■ **What the exercise asks**:
The answer must consist of every line in the records that contains the word "whole".

Records from a data collection

────────

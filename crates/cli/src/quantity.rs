//! Kubernetes resource quantity parsing
//!
//! CPU quantities become millicores and memory quantities become bytes.
//! Anything unparseable is reported as `None` so the caller can treat the
//! value as absent instead of failing the whole enumeration.

use once_cell::sync::Lazy;
use regex::Regex;

static CPU_REGEX: Lazy<Regex> =
    Lazy::new(|| Regex::new(r"^(\d+(?:\.\d+)?|\.\d+)(m)?$").expect("valid cpu regex"));

static MEMORY_REGEX: Lazy<Regex> = Lazy::new(|| {
    Regex::new(r"^(\d+(?:\.\d+)?)(Ki|Mi|Gi|Ti|Pi|Ei|k|K|M|G|T|P|E|m)?$")
        .expect("valid memory regex")
});

/// Parse a CPU quantity: `"500m"` is 500, `"2"` is 2000, `"0.5"` is 500
pub fn parse_cpu_millicores(cpu: &str) -> Option<u64> {
    let caps = CPU_REGEX.captures(cpu.trim())?;
    let value: f64 = caps.get(1)?.as_str().parse().ok()?;

    if caps.get(2).is_some() {
        Some(value.ceil() as u64)
    } else {
        Some((value * 1000.0).round() as u64)
    }
}

/// Parse a memory quantity with binary (`Mi`, `Gi`) or decimal (`M`, `G`) suffix
pub fn parse_memory_bytes(memory: &str) -> Option<u64> {
    let caps = MEMORY_REGEX.captures(memory.trim())?;
    let value: f64 = caps.get(1)?.as_str().parse().ok()?;

    let multiplier: f64 = match caps.get(2).map(|m| m.as_str()).unwrap_or("") {
        "" => 1.0,
        // Millibytes only show up from autoscalers; round to whole bytes
        "m" => 0.001,
        "Ki" => 1024.0,
        "Mi" => 1024.0_f64.powi(2),
        "Gi" => 1024.0_f64.powi(3),
        "Ti" => 1024.0_f64.powi(4),
        "Pi" => 1024.0_f64.powi(5),
        "Ei" => 1024.0_f64.powi(6),
        "k" | "K" => 1e3,
        "M" => 1e6,
        "G" => 1e9,
        "T" => 1e12,
        "P" => 1e15,
        "E" => 1e18,
        _ => return None,
    };

    Some((value * multiplier).ceil() as u64)
}

#[cfg(test)]
mod tests {
    use super::*;

    #[test]
    fn test_parse_cpu() {
        assert_eq!(parse_cpu_millicores("500m"), Some(500));
        assert_eq!(parse_cpu_millicores("2"), Some(2000));
        assert_eq!(parse_cpu_millicores("0.5"), Some(500));
        assert_eq!(parse_cpu_millicores(".25"), Some(250));
        assert_eq!(parse_cpu_millicores(" 1500m "), Some(1500));
    }

    #[test]
    fn test_parse_cpu_rejects_garbage() {
        assert_eq!(parse_cpu_millicores(""), None);
        assert_eq!(parse_cpu_millicores("two"), None);
        assert_eq!(parse_cpu_millicores("1Gi"), None);
        assert_eq!(parse_cpu_millicores("-1"), None);
    }

    #[test]
    fn test_parse_memory_binary_and_decimal() {
        assert_eq!(parse_memory_bytes("128Mi"), Some(128 * 1024 * 1024));
        assert_eq!(parse_memory_bytes("1Gi"), Some(1024 * 1024 * 1024));
        assert_eq!(parse_memory_bytes("1.5Gi"), Some(1536 * 1024 * 1024));
        assert_eq!(parse_memory_bytes("1G"), Some(1_000_000_000));
        assert_eq!(parse_memory_bytes("512k"), Some(512_000));
        assert_eq!(parse_memory_bytes("1048576"), Some(1_048_576));
    }

    #[test]
    fn test_parse_memory_rejects_garbage() {
        assert_eq!(parse_memory_bytes("lots"), None);
        assert_eq!(parse_memory_bytes("1GB"), None);
        assert_eq!(parse_memory_bytes(""), None);
    }
}
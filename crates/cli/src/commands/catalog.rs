//! Instance catalog listing

use anyhow::Result;
use sizing_lib::{InstanceCatalog, InstanceTypeSpec};
use tabled::Tabled;

use crate::output::{print_json, print_warning, table, OutputFormat};

#[derive(Tabled)]
struct CatalogRow {
    #[tabled(rename = "Instance Type")]
    name: String,
    #[tabled(rename = "Family")]
    family: String,
    #[tabled(rename = "vCPU")]
    vcpu: u32,
    #[tabled(rename = "Memory (GiB)")]
    memory_gib: f64,
    #[tabled(rename = "GiB/vCPU")]
    ratio: String,
}

/// List the built-in catalog, optionally restricted to family prefixes
pub fn run(families: Option<Vec<String>>, format: OutputFormat) -> Result<()> {
    let catalog = InstanceCatalog::builtin();
    let entries: Vec<InstanceTypeSpec> = match &families {
        Some(families) => catalog.filter_families(families),
        None => catalog.entries().to_vec(),
    };

    match format {
        OutputFormat::Json => print_json(&entries)?,
        OutputFormat::Table => {
            if entries.is_empty() {
                print_warning("No instance types match the given families");
                return Ok(());
            }

            let count = entries.len();
            let rows: Vec<CatalogRow> = entries
                .into_iter()
                .map(|spec| CatalogRow {
                    ratio: format!("{:.1}", spec.memory_gib / f64::from(spec.vcpu)),
                    name: spec.name,
                    family: spec.family_prefix,
                    vcpu: spec.vcpu,
                    memory_gib: spec.memory_gib,
                })
                .collect();

            println!("{}", table(rows));
            println!("\nTotal: {} instance types", count);
        }
    }

    Ok(())
}
//! Offline cluster snapshots
//!
//! A snapshot is a JSON document `{"workloads": [...], "node_groups": [...]}`
//! holding workload descriptors and node groups, for runs without cluster
//! access.

use anyhow::{Context, Result};
use serde::{Deserialize, Serialize};
use sizing_lib::{NodeGroup, WorkloadDescriptor};
use std::path::Path;

#[derive(Debug, Clone, Default, Serialize, Deserialize)]
pub struct Snapshot {
    #[serde(default)]
    pub workloads: Vec<WorkloadDescriptor>,
    #[serde(default)]
    pub node_groups: Vec<NodeGroup>,
}

impl Snapshot {
    pub fn load(path: &Path) -> Result<Self> {
        let content = std::fs::read_to_string(path)
            .with_context(|| format!("Failed to read snapshot {}", path.display()))?;

        serde_json::from_str(&content)
            .with_context(|| format!("Failed to parse snapshot {}", path.display()))
    }
}
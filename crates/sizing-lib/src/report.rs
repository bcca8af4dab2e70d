//! Report assembly
//!
//! Turns run results into plain serializable structures. Every exclusion
//! or fallback that affects accuracy becomes a [`Notice`], so nothing is
//! dropped silently between the engine and the presentation layer.

use crate::aggregator::Aggregation;
use crate::models::{
    AggregateTotals, ClusterCapacity, Recommendation, RequiredResources, WorkloadResourceUsage,
};
use chrono::{DateTime, Utc};
use serde::{Deserialize, Serialize};

/// How a notice affects the result
#[derive(Debug, Clone, Copy, PartialEq, Eq, Serialize, Deserialize)]
#[serde(rename_all = "snake_case")]
pub enum Severity {
    /// The run completed but its accuracy is reduced
    Degraded,
    /// No effect on the result
    Informational,
}

/// An accuracy-relevant observation made during the run
#[derive(Debug, Clone, PartialEq, Serialize, Deserialize)]
#[serde(tag = "kind", rename_all = "snake_case")]
pub enum Notice {
    /// Node group excluded from current capacity
    UnknownInstanceType {
        nodegroup: String,
        instance_type: String,
        current_nodes: u32,
    },
    /// Surfaced candidate reported at zero cost because no price was found
    PricingUnavailable { instance_type: String },
    /// DaemonSets counted with a single replica each
    DaemonsetApproximation { daemonsets: usize },
    /// Workloads that declare no requests and contribute nothing
    ZeroRequestWorkloads { workloads: Vec<String> },
}

impl Notice {
    pub fn severity(&self) -> Severity {
        match self {
            Notice::UnknownInstanceType { .. } | Notice::PricingUnavailable { .. } => {
                Severity::Degraded
            }
            Notice::DaemonsetApproximation { .. } | Notice::ZeroRequestWorkloads { .. } => {
                Severity::Informational
            }
        }
    }

    /// One-line human description
    pub fn message(&self) -> String {
        match self {
            Notice::UnknownInstanceType {
                nodegroup,
                instance_type,
                current_nodes,
            } => format!(
                "node group {} ({} x {}) excluded from capacity: instance type not in catalog",
                nodegroup, current_nodes, instance_type
            ),
            Notice::PricingUnavailable { instance_type } => format!(
                "no price found for {}, costs reported as zero",
                instance_type
            ),
            Notice::DaemonsetApproximation { daemonsets } => format!(
                "{} DaemonSet(s) counted once each, per-node demand is undercounted",
                daemonsets
            ),
            Notice::ZeroRequestWorkloads { workloads } => format!(
                "{} workload(s) declare no resource requests",
                workloads.len()
            ),
        }
    }
}

/// Requested resources as a fraction of current capacity
#[derive(Debug, Clone, Copy, PartialEq, Serialize, Deserialize)]
pub struct Utilization {
    pub cpu_pct: f64,
    pub memory_pct: f64,
}

impl Utilization {
    /// `None` when the cluster reports no countable capacity
    pub fn of(totals: &AggregateTotals, capacity: &ClusterCapacity) -> Option<Self> {
        if capacity.total_cpu_cores <= 0.0 || capacity.total_memory_bytes == 0 {
            return None;
        }
        Some(Self {
            cpu_pct: totals.requested.cpu_cores / capacity.total_cpu_cores,
            memory_pct: totals.requested.memory_bytes as f64 / capacity.total_memory_bytes as f64,
        })
    }
}

/// Demand and capacity without a recommendation
#[derive(Debug, Clone, PartialEq, Serialize, Deserialize)]
pub struct CapacityReport {
    pub generated_at: DateTime<Utc>,
    pub cluster: String,
    pub headroom_fraction: f64,
    pub totals: AggregateTotals,
    pub capacity: ClusterCapacity,
    pub required: RequiredResources,
    pub current_utilization: Option<Utilization>,
    pub notices: Vec<Notice>,
    #[serde(default, skip_serializing_if = "Option::is_none")]
    pub workloads: Option<Vec<WorkloadResourceUsage>>,
}

/// Full output of a sizing run
#[derive(Debug, Clone, PartialEq, Serialize, Deserialize)]
pub struct SizingReport {
    pub generated_at: DateTime<Utc>,
    pub cluster: String,
    pub region: String,
    pub headroom_fraction: f64,
    pub totals: AggregateTotals,
    pub capacity: ClusterCapacity,
    pub required: RequiredResources,
    pub current_utilization: Option<Utilization>,
    pub recommendation: Recommendation,
    pub notices: Vec<Notice>,
    /// True when any notice is of the degraded class
    pub degraded: bool,
    /// Per-workload usage, only in detailed mode
    #[serde(default, skip_serializing_if = "Option::is_none")]
    pub workloads: Option<Vec<WorkloadResourceUsage>>,
}

impl SizingReport {
    pub fn notices_with(&self, severity: Severity) -> impl Iterator<Item = &Notice> {
        self.notices.iter().filter(move |n| n.severity() == severity)
    }
}

/// Notices derived from aggregation and capacity, in a stable order
fn input_notices(aggregation: &Aggregation, capacity: &ClusterCapacity) -> Vec<Notice> {
    let mut notices: Vec<Notice> = capacity
        .excluded_nodegroups
        .iter()
        .map(|group| Notice::UnknownInstanceType {
            nodegroup: group.name.clone(),
            instance_type: group.instance_type.clone(),
            current_nodes: group.current_nodes,
        })
        .collect();

    if aggregation.daemonset_count > 0 {
        notices.push(Notice::DaemonsetApproximation {
            daemonsets: aggregation.daemonset_count,
        });
    }
    if !aggregation.zero_request_workloads.is_empty() {
        notices.push(Notice::ZeroRequestWorkloads {
            workloads: aggregation.zero_request_workloads.clone(),
        });
    }

    notices
}

/// Assemble the capacity-only report
pub fn assemble_capacity(
    cluster: &str,
    aggregation: Aggregation,
    capacity: ClusterCapacity,
    headroom_fraction: f64,
    detailed: bool,
) -> CapacityReport {
    let notices = input_notices(&aggregation, &capacity);
    let required = RequiredResources::from_requested(&aggregation.totals.requested, headroom_fraction);

    CapacityReport {
        generated_at: Utc::now(),
        cluster: cluster.to_string(),
        headroom_fraction,
        current_utilization: Utilization::of(&aggregation.totals, &capacity),
        required,
        notices,
        workloads: detailed.then_some(aggregation.usages),
        totals: aggregation.totals,
        capacity,
    }
}

/// Assemble the full sizing report
pub fn assemble(
    cluster: &str,
    region: &str,
    aggregation: Aggregation,
    capacity: ClusterCapacity,
    required: RequiredResources,
    recommendation: Recommendation,
    detailed: bool,
) -> SizingReport {
    let mut notices = input_notices(&aggregation, &capacity);
    notices.extend(
        recommendation
            .alternatives
            .iter()
            .filter(|c| !c.pricing.is_available())
            .map(|c| Notice::PricingUnavailable {
                instance_type: c.instance_type.clone(),
            }),
    );

    let degraded = notices.iter().any(|n| n.severity() == Severity::Degraded);

    SizingReport {
        generated_at: Utc::now(),
        cluster: cluster.to_string(),
        region: region.to_string(),
        headroom_fraction: required.headroom_fraction,
        current_utilization: Utilization::of(&aggregation.totals, &capacity),
        required,
        recommendation,
        notices,
        degraded,
        workloads: detailed.then_some(aggregation.usages),
        totals: aggregation.totals,
        capacity,
    }
}
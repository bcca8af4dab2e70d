//! Current cluster capacity
//!
//! Multiplies each node group's current node count by its instance shape.
//! Groups whose instance type is missing from the catalog are excluded from
//! the totals and listed separately so the undercount is visible.

use crate::catalog::InstanceCatalog;
use crate::error::{Result, SizingError};
use crate::models::{ClusterCapacity, NodeGroup, BYTES_PER_GIB};
use async_trait::async_trait;
use tracing::warn;

/// Collaborator that lists the cluster's node groups
#[async_trait]
pub trait NodeGroupSource: Send + Sync {
    async fn list_node_groups(&self) -> anyhow::Result<Vec<NodeGroup>>;
}

/// Node-group source backed by a fixed list
#[derive(Debug, Clone, Default)]
pub struct StaticNodeGroups(pub Vec<NodeGroup>);

#[async_trait]
impl NodeGroupSource for StaticNodeGroups {
    async fn list_node_groups(&self) -> anyhow::Result<Vec<NodeGroup>> {
        Ok(self.0.clone())
    }
}

/// Compute capacity from node-group snapshots
pub fn introspect<I>(node_groups: I, catalog: &InstanceCatalog) -> ClusterCapacity
where
    I: IntoIterator<Item = NodeGroup>,
{
    let mut capacity = ClusterCapacity::default();
    let mut memory_gib = 0.0;

    for group in node_groups {
        match catalog.get(&group.instance_type) {
            Some(spec) => {
                let nodes = group.current_nodes;
                capacity.total_cpu_cores += f64::from(nodes) * f64::from(spec.vcpu);
                memory_gib += f64::from(nodes) * spec.memory_gib;
                capacity.by_nodegroup.push(group);
            }
            None => {
                warn!(
                    event = "unknown_instance_type",
                    nodegroup = %group.name,
                    instance_type = %group.instance_type,
                    current_nodes = group.current_nodes,
                    "Instance type not in catalog, excluding node group from capacity"
                );
                capacity.excluded_nodegroups.push(group);
            }
        }
    }

    capacity.total_memory_bytes = (memory_gib * BYTES_PER_GIB).round() as u64;
    capacity
}

/// Enumerate from a source and compute capacity
pub async fn collect(
    source: &dyn NodeGroupSource,
    catalog: &InstanceCatalog,
) -> Result<ClusterCapacity> {
    let groups = source
        .list_node_groups()
        .await
        .map_err(SizingError::NodeGroupEnumeration)?;
    Ok(introspect(groups, catalog))
}
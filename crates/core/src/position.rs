//! Points in the unbounded navigation plane.
//!
//! [`Position`] is a plain value: two `f64` coordinates with no identity
//! beyond them. Every entity in a world (agent, goal, obstacles) lives in the
//! same coordinate space; clipping to a finite canvas is left to renderers.

use glam::DVec2;
use serde::{Deserialize, Serialize};

/// A point in the 2D plane.
#[derive(Debug, Clone, Copy, Default, PartialEq, Serialize, Deserialize)]
pub struct Position {
    pub x: f64,
    pub y: f64,
}

impl Position {
    /// Creates a position from its coordinates.
    pub const fn new(x: f64, y: f64) -> Self {
        Self { x, y }
    }

    /// Euclidean distance to `other`.
    pub fn distance(self, other: Position) -> f64 {
        distance(self, other)
    }

    /// Squared Euclidean distance to `other`.
    pub fn distance_squared(self, other: Position) -> f64 {
        distance_squared(self, other)
    }
}

/// Euclidean distance between `a` and `b`. Never negative; `distance(a, a) == 0`.
pub fn distance(a: Position, b: Position) -> f64 {
    distance_squared(a, b).sqrt()
}

/// Squared Euclidean distance between `a` and `b`.
///
/// Used inside the Gaussian exponent of field sources where the square root
/// would only be squared again.
pub fn distance_squared(a: Position, b: Position) -> f64 {
    let dx = a.x - b.x;
    let dy = a.y - b.y;
    dx * dx + dy * dy
}

impl From<DVec2> for Position {
    fn from(v: DVec2) -> Self {
        Self { x: v.x, y: v.y }
    }
}

impl From<Position> for DVec2 {
    fn from(p: Position) -> Self {
        DVec2::new(p.x, p.y)
    }
}

impl From<(f64, f64)> for Position {
    fn from((x, y): (f64, f64)) -> Self {
        Self { x, y }
    }
}
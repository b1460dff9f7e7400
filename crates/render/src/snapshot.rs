//! PNG export of a [`Canvas`].
//!
//! Feature-gated behind `png` (default on) so consumers that only need the
//! in-memory canvas do not pull in the `image` crate.

use potential_nav_core::NavError;
use std::path::Path;

use crate::canvas::Canvas;

/// Writes the canvas as an RGB8 PNG.
///
/// Returns `NavError::InvalidDimensions` if the canvas dimensions overflow
/// `u32`, or `NavError::Io` on write failure.
pub fn write_png(canvas: &Canvas, path: &Path) -> Result<(), NavError> {
    let w = u32::try_from(canvas.width()).map_err(|_| NavError::InvalidDimensions)?;
    let h = u32::try_from(canvas.height()).map_err(|_| NavError::InvalidDimensions)?;
    let img = image::RgbImage::from_raw(w, h, canvas.data().to_vec())
        .ok_or_else(|| NavError::Io("RGB buffer size mismatch".into()))?;
    img.save(path).map_err(|e| NavError::Io(e.to_string()))
}
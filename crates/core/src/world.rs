//! World configuration and the assembled world.
//!
//! A [`WorldConfig`] is plain serde data describing the agent, the goal, the
//! obstacles and the run limits. [`World::from_config`] validates it and
//! builds the live entities. Only the agent moves afterwards; goal and
//! obstacles are fixed for the whole run.

use serde::{Deserialize, Serialize};
use serde_json::{json, Value};

use crate::agent::{Agent, DEFAULT_CANDIDATE_COUNT, DEFAULT_SCAN_RADIUS};
use crate::color::Srgb;
use crate::draw::{draw, Appearance, Drawable, Renderer, DEFAULT_DRAW_RADIUS};
use crate::error::NavError;
use crate::field_source::{FieldSource, Polarity, PotentialSource, DEFAULT_MU, DEFAULT_SIGMA};
use crate::params::{param_f64, param_limit, param_usize};
use crate::position::{distance, Position};

/// Default world extent (used by renderers only).
pub const DEFAULT_WIDTH: usize = 640;
pub const DEFAULT_HEIGHT: usize = 480;
/// Default distance to the goal at which a run counts as finished.
pub const DEFAULT_STOP_DISTANCE: f64 = 10.0;

/// Obstacle centres of the demo world, all with spread [`DEMO_OBSTACLE_SIGMA`].
const DEMO_OBSTACLES: [(f64, f64); 6] = [
    (250.0, 180.0),
    (250.0, 280.0),
    (250.0, 380.0),
    (350.0, 180.0),
    (350.0, 280.0),
    (350.0, 380.0),
];
const DEMO_OBSTACLE_SIGMA: f64 = 5.0;

fn default_scan_radius() -> f64 {
    DEFAULT_SCAN_RADIUS
}

fn default_candidate_count() -> usize {
    DEFAULT_CANDIDATE_COUNT
}

fn default_sigma() -> f64 {
    DEFAULT_SIGMA
}

fn default_mu() -> f64 {
    DEFAULT_MU
}

fn default_radius() -> u32 {
    DEFAULT_DRAW_RADIUS
}

/// Agent section of a [`WorldConfig`].
#[derive(Debug, Clone, PartialEq, Serialize, Deserialize)]
pub struct AgentConfig {
    pub position: Position,
    #[serde(default = "default_scan_radius")]
    pub scan_radius: f64,
    #[serde(default = "default_candidate_count")]
    pub candidate_count: usize,
    /// Draw radius.
    #[serde(default = "default_radius")]
    pub radius: u32,
    /// Draw color; blue when omitted.
    #[serde(default, skip_serializing_if = "Option::is_none")]
    pub color: Option<Srgb>,
}

impl AgentConfig {
    pub fn new(position: Position, scan_radius: f64, candidate_count: usize) -> Self {
        Self {
            position,
            scan_radius,
            candidate_count,
            radius: DEFAULT_DRAW_RADIUS,
            color: None,
        }
    }

    /// Builds and validates the agent.
    pub fn build(&self) -> Result<Agent, NavError> {
        let agent = Agent::new(self.position, self.scan_radius, self.candidate_count)?;
        let color = self.color.unwrap_or(agent.appearance().color);
        Ok(agent.with_appearance(Appearance::new(self.radius, color)))
    }
}

/// Goal or obstacle section of a [`WorldConfig`].
#[derive(Debug, Clone, PartialEq, Serialize, Deserialize)]
pub struct SourceConfig {
    pub position: Position,
    #[serde(default = "default_sigma")]
    pub sigma: f64,
    /// Carried through to the source; does not affect the field.
    #[serde(default = "default_mu")]
    pub mu: f64,
    #[serde(default = "default_radius")]
    pub radius: u32,
    /// Draw color; green for the goal and red for obstacles when omitted.
    #[serde(default, skip_serializing_if = "Option::is_none")]
    pub color: Option<Srgb>,
}

impl SourceConfig {
    pub fn new(position: Position, sigma: f64) -> Self {
        Self {
            position,
            sigma,
            mu: DEFAULT_MU,
            radius: DEFAULT_DRAW_RADIUS,
            color: None,
        }
    }

    /// Builds and validates a source of the given polarity.
    pub fn build(&self, polarity: Polarity) -> Result<PotentialSource, NavError> {
        let source = PotentialSource::new(polarity, self.position, self.sigma)?.with_mu(self.mu);
        let color = self.color.unwrap_or(source.appearance().color);
        Ok(source.with_appearance(Appearance::new(self.radius, color)))
    }
}

/// Complete description of a navigation run.
///
/// Top-level sections missing from a JSON config fall back to the demo world
/// returned by [`WorldConfig::default`].
#[derive(Debug, Clone, PartialEq, Serialize, Deserialize)]
#[serde(default)]
pub struct WorldConfig {
    pub width: usize,
    pub height: usize,
    pub agent: AgentConfig,
    pub goal: SourceConfig,
    pub obstacles: Vec<SourceConfig>,
    pub stop_distance: f64,
    /// Optional step limit. `None` keeps stepping until the goal is reached.
    pub max_steps: Option<usize>,
}

impl Default for WorldConfig {
    /// The demo world: a 640×480 plane, agent at (50, 50) scanning 30
    /// directions 10 units out, goal at (450, 450) with a spread as wide as
    /// the plane's area, and two columns of three tight obstacles in between.
    fn default() -> Self {
        let goal_sigma = (DEFAULT_WIDTH * DEFAULT_HEIGHT) as f64;
        Self {
            width: DEFAULT_WIDTH,
            height: DEFAULT_HEIGHT,
            agent: AgentConfig::new(Position::new(50.0, 50.0), 10.0, 30),
            goal: SourceConfig::new(Position::new(450.0, 450.0), goal_sigma),
            obstacles: DEMO_OBSTACLES
                .iter()
                .map(|&(x, y)| SourceConfig::new(Position::new(x, y), DEMO_OBSTACLE_SIGMA))
                .collect(),
            stop_distance: DEFAULT_STOP_DISTANCE,
            max_steps: None,
        }
    }
}

impl WorldConfig {
    /// Parses a config from JSON.
    ///
    /// Returns `NavError::InvalidConfig` if the JSON does not describe a config.
    /// Value ranges are checked later by [`WorldConfig::validate`].
    pub fn from_json(value: &Value) -> Result<Self, NavError> {
        Self::deserialize(value).map_err(|e| NavError::InvalidConfig(e.to_string()))
    }

    /// Applies flat scalar overrides: `stop_distance`, `scan_radius`,
    /// `candidate_count` and `max_steps` (`null` removes the limit).
    ///
    /// Missing or wrongly typed keys leave the current value untouched.
    pub fn apply_overrides(&mut self, overrides: &Value) {
        self.stop_distance = param_f64(overrides, "stop_distance", self.stop_distance);
        self.agent.scan_radius = param_f64(overrides, "scan_radius", self.agent.scan_radius);
        self.agent.candidate_count =
            param_usize(overrides, "candidate_count", self.agent.candidate_count);
        self.max_steps = param_limit(overrides, "max_steps", self.max_steps);
    }

    /// Current values of the overridable scalars.
    pub fn params(&self) -> Value {
        json!({
            "stop_distance": self.stop_distance,
            "scan_radius": self.agent.scan_radius,
            "candidate_count": self.agent.candidate_count,
            "max_steps": self.max_steps,
        })
    }

    /// Schema of the scalars accepted by [`WorldConfig::apply_overrides`].
    pub fn param_schema() -> Value {
        json!({
            "stop_distance": {
                "type": "number",
                "default": DEFAULT_STOP_DISTANCE,
                "min": 0.0,
                "description": "Distance to the goal at which the run stops"
            },
            "scan_radius": {
                "type": "number",
                "default": DEFAULT_SCAN_RADIUS,
                "min": 0.0,
                "exclusive_min": true,
                "description": "Radius of the candidate ring, i.e. the step length"
            },
            "candidate_count": {
                "type": "integer",
                "default": DEFAULT_CANDIDATE_COUNT,
                "min": 1,
                "description": "Number of evenly spaced candidates per step"
            },
            "max_steps": {
                "type": "integer",
                "default": null,
                "min": 1,
                "description": "Optional step limit; null steps until the goal is reached"
            }
        })
    }

    /// Checks extent and run limits. Entity parameters are checked when built.
    pub fn validate(&self) -> Result<(), NavError> {
        if self.width == 0 || self.height == 0 {
            return Err(NavError::InvalidDimensions);
        }
        self.width
            .checked_mul(self.height)
            .ok_or(NavError::InvalidDimensions)?;
        if !self.stop_distance.is_finite() || self.stop_distance < 0.0 {
            return Err(NavError::invalid_parameter(
                "stop_distance",
                self.stop_distance,
                "must be finite and >= 0",
            ));
        }
        if self.max_steps == Some(0) {
            return Err(NavError::invalid_parameter(
                "max_steps",
                0.0,
                "must be at least 1 when set",
            ));
        }
        Ok(())
    }
}

/// One agent, one goal, and a fixed set of obstacles in a shared plane.
#[derive(Debug, Clone)]
pub struct World {
    agent: Agent,
    goal: PotentialSource,
    obstacles: Vec<PotentialSource>,
}

impl World {
    /// Assembles a world.
    ///
    /// Returns `NavError::InvalidConfig` if the goal is not attractive or any
    /// obstacle is not repulsive.
    pub fn new(
        agent: Agent,
        goal: PotentialSource,
        obstacles: Vec<PotentialSource>,
    ) -> Result<Self, NavError> {
        if goal.polarity() != Polarity::Attractive {
            return Err(NavError::InvalidConfig("goal must be attractive".into()));
        }
        if let Some(i) = obstacles
            .iter()
            .position(|o| o.polarity() != Polarity::Repulsive)
        {
            return Err(NavError::InvalidConfig(format!(
                "obstacle {i} must be repulsive"
            )));
        }
        Ok(Self {
            agent,
            goal,
            obstacles,
        })
    }

    /// Validates `config` and builds every entity. Fails on the first invalid one.
    pub fn from_config(config: &WorldConfig) -> Result<Self, NavError> {
        config.validate()?;
        let agent = config.agent.build()?;
        let goal = config.goal.build(Polarity::Attractive)?;
        let obstacles = config
            .obstacles
            .iter()
            .map(|o| o.build(Polarity::Repulsive))
            .collect::<Result<Vec<_>, _>>()?;
        Self::new(agent, goal, obstacles)
    }

    pub fn agent(&self) -> &Agent {
        &self.agent
    }

    pub fn agent_mut(&mut self) -> &mut Agent {
        &mut self.agent
    }

    pub fn goal(&self) -> &PotentialSource {
        &self.goal
    }

    pub fn obstacles(&self) -> &[PotentialSource] {
        &self.obstacles
    }

    /// Combined potential at `p`: the goal's value plus every obstacle's, added
    /// in obstacle order.
    pub fn score(&self, p: Position) -> f64 {
        self.obstacles
            .iter()
            .fold(self.goal.evaluate(p), |acc, obstacle| acc + obstacle.evaluate(p))
    }

    /// Distance from the agent to the goal centre.
    pub fn distance_to_goal(&self) -> f64 {
        distance(self.agent.position(), self.goal.center())
    }

    /// Draws the agent, the goal, then each obstacle.
    pub fn draw_all<R: Renderer + ?Sized>(&self, renderer: &mut R) {
        draw(renderer, &self.agent);
        draw(renderer, &self.goal);
        for obstacle in &self.obstacles {
            draw(renderer, obstacle);
        }
    }
}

────────

■ **Exercise answer**:
//! value as absent instead of failing the whole enumeration.
        // Millibytes only show up from autoscalers; round to whole bytes
//! obstacles are fixed for the whole run.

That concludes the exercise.